Saved entries
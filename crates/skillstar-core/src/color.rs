use std::fmt;
use std::str::FromStr;

use serde::{Deserialize, Deserializer, Serialize, Serializer};
use thiserror::Error;

/// 8-bit per channel RGBA color.
///
/// Serializes as a `#RRGGBBAA` hex string; deserializes from `#RRGGBB`,
/// `#RRGGBBAA`, or an `{ "r", "g", "b", "a" }` object.
#[derive(Debug, Clone, Copy, PartialEq, Eq, Hash)]
pub struct Rgba {
    pub r: u8,
    pub g: u8,
    pub b: u8,
    pub a: u8,
}

impl Rgba {
    pub const WHITE: Rgba = Rgba::rgb(255, 255, 255);
    pub const BLACK: Rgba = Rgba::rgb(0, 0, 0);
    pub const PINK: Rgba = Rgba::rgb(255, 192, 203);

    pub const fn new(r: u8, g: u8, b: u8, a: u8) -> Self {
        Self { r, g, b, a }
    }

    pub const fn rgb(r: u8, g: u8, b: u8) -> Self {
        Self { r, g, b, a: 0xff }
    }

    pub fn to_hex(&self) -> String {
        format!("#{:02X}{:02X}{:02X}{:02X}", self.r, self.g, self.b, self.a)
    }

    /// Raises HSL lightness by `amount` (a fraction of full lightness). Alpha is kept.
    pub fn lighten(&self, amount: f64) -> Self {
        self.shift_lightness(amount)
    }

    /// Lowers HSL lightness by `amount`. Alpha is kept.
    pub fn darken(&self, amount: f64) -> Self {
        self.shift_lightness(-amount)
    }

    fn shift_lightness(&self, delta: f64) -> Self {
        let mut hsl = Hsl::from(*self);
        hsl.l = (hsl.l + delta).clamp(0.0, 1.0);
        hsl.to_rgba(self.a)
    }
}

impl fmt::Display for Rgba {
    fn fmt(&self, f: &mut fmt::Formatter<'_>) -> fmt::Result {
        f.write_str(&self.to_hex())
    }
}

#[derive(Error, Debug, Clone, PartialEq, Eq)]
#[error("invalid color '{0}': expected #RRGGBB or #RRGGBBAA")]
pub struct ParseColorError(pub String);

impl FromStr for Rgba {
    type Err = ParseColorError;

    fn from_str(s: &str) -> Result<Self, Self::Err> {
        let hex = s.trim().trim_start_matches('#');
        if !(hex.len() == 6 || hex.len() == 8) || !hex.chars().all(|c| c.is_ascii_hexdigit()) {
            return Err(ParseColorError(s.to_string()));
        }
        let channel = |i: usize| {
            u8::from_str_radix(&hex[i..i + 2], 16).map_err(|_| ParseColorError(s.to_string()))
        };
        let a = if hex.len() == 8 { channel(6)? } else { 0xff };
        Ok(Rgba::new(channel(0)?, channel(2)?, channel(4)?, a))
    }
}

impl Serialize for Rgba {
    fn serialize<S: Serializer>(&self, serializer: S) -> Result<S::Ok, S::Error> {
        serializer.serialize_str(&self.to_hex())
    }
}

impl<'de> Deserialize<'de> for Rgba {
    fn deserialize<D: Deserializer<'de>>(deserializer: D) -> Result<Self, D::Error> {
        #[derive(Deserialize)]
        #[serde(untagged)]
        enum Repr {
            Hex(String),
            Channels {
                r: u8,
                g: u8,
                b: u8,
                #[serde(default = "opaque")]
                a: u8,
            },
        }

        fn opaque() -> u8 {
            0xff
        }

        match Repr::deserialize(deserializer)? {
            Repr::Hex(s) => s.parse().map_err(serde::de::Error::custom),
            Repr::Channels { r, g, b, a } => Ok(Rgba::new(r, g, b, a)),
        }
    }
}

/// Hue/saturation/lightness with every component in `[0, 1]`.
#[derive(Debug, Clone, Copy, PartialEq)]
pub struct Hsl {
    pub h: f64,
    pub s: f64,
    pub l: f64,
}

impl From<Rgba> for Hsl {
    fn from(c: Rgba) -> Self {
        let r = c.r as f64 / 255.0;
        let g = c.g as f64 / 255.0;
        let b = c.b as f64 / 255.0;
        let max = r.max(g).max(b);
        let min = r.min(g).min(b);
        let l = (max + min) / 2.0;
        let d = max - min;

        if d == 0.0 {
            return Hsl { h: 0.0, s: 0.0, l };
        }

        let s = if l > 0.5 { d / (2.0 - max - min) } else { d / (max + min) };
        let h = if max == r {
            (g - b) / d + if g < b { 6.0 } else { 0.0 }
        } else if max == g {
            (b - r) / d + 2.0
        } else {
            (r - g) / d + 4.0
        };
        Hsl { h: h / 6.0, s, l }
    }
}

impl Hsl {
    pub fn to_rgba(&self, alpha: u8) -> Rgba {
        let to_u8 = |v: f64| (v * 255.0).round().clamp(0.0, 255.0) as u8;

        if self.s == 0.0 {
            let v = to_u8(self.l);
            return Rgba::new(v, v, v, alpha);
        }

        let q = if self.l < 0.5 {
            self.l * (1.0 + self.s)
        } else {
            self.l + self.s - self.l * self.s
        };
        let p = 2.0 * self.l - q;
        Rgba::new(
            to_u8(hue_to_channel(p, q, self.h + 1.0 / 3.0)),
            to_u8(hue_to_channel(p, q, self.h)),
            to_u8(hue_to_channel(p, q, self.h - 1.0 / 3.0)),
            alpha,
        )
    }
}

fn hue_to_channel(p: f64, q: f64, mut t: f64) -> f64 {
    if t < 0.0 {
        t += 1.0;
    }
    if t > 1.0 {
        t -= 1.0;
    }
    if t < 1.0 / 6.0 {
        p + (q - p) * 6.0 * t
    } else if t < 0.5 {
        q
    } else if t < 2.0 / 3.0 {
        p + (q - p) * (2.0 / 3.0 - t) * 6.0
    } else {
        p
    }
}
//! # SkillStar I/O
//!
//! JSON chart documents bundling a skill set, a person, and render settings,
//! and PNG export of rendered rasters. Rendering itself never touches the
//! filesystem; persisting its output is done here.

pub mod document;
pub mod png;

pub use document::{ChartDocument, DocumentError};
pub use png::{encode_png, write_png, write_png_to, ExportError};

• _What is required_
Say only the number of lines of the data above in which the string "Copy" occurs.

• _Problem solution_
2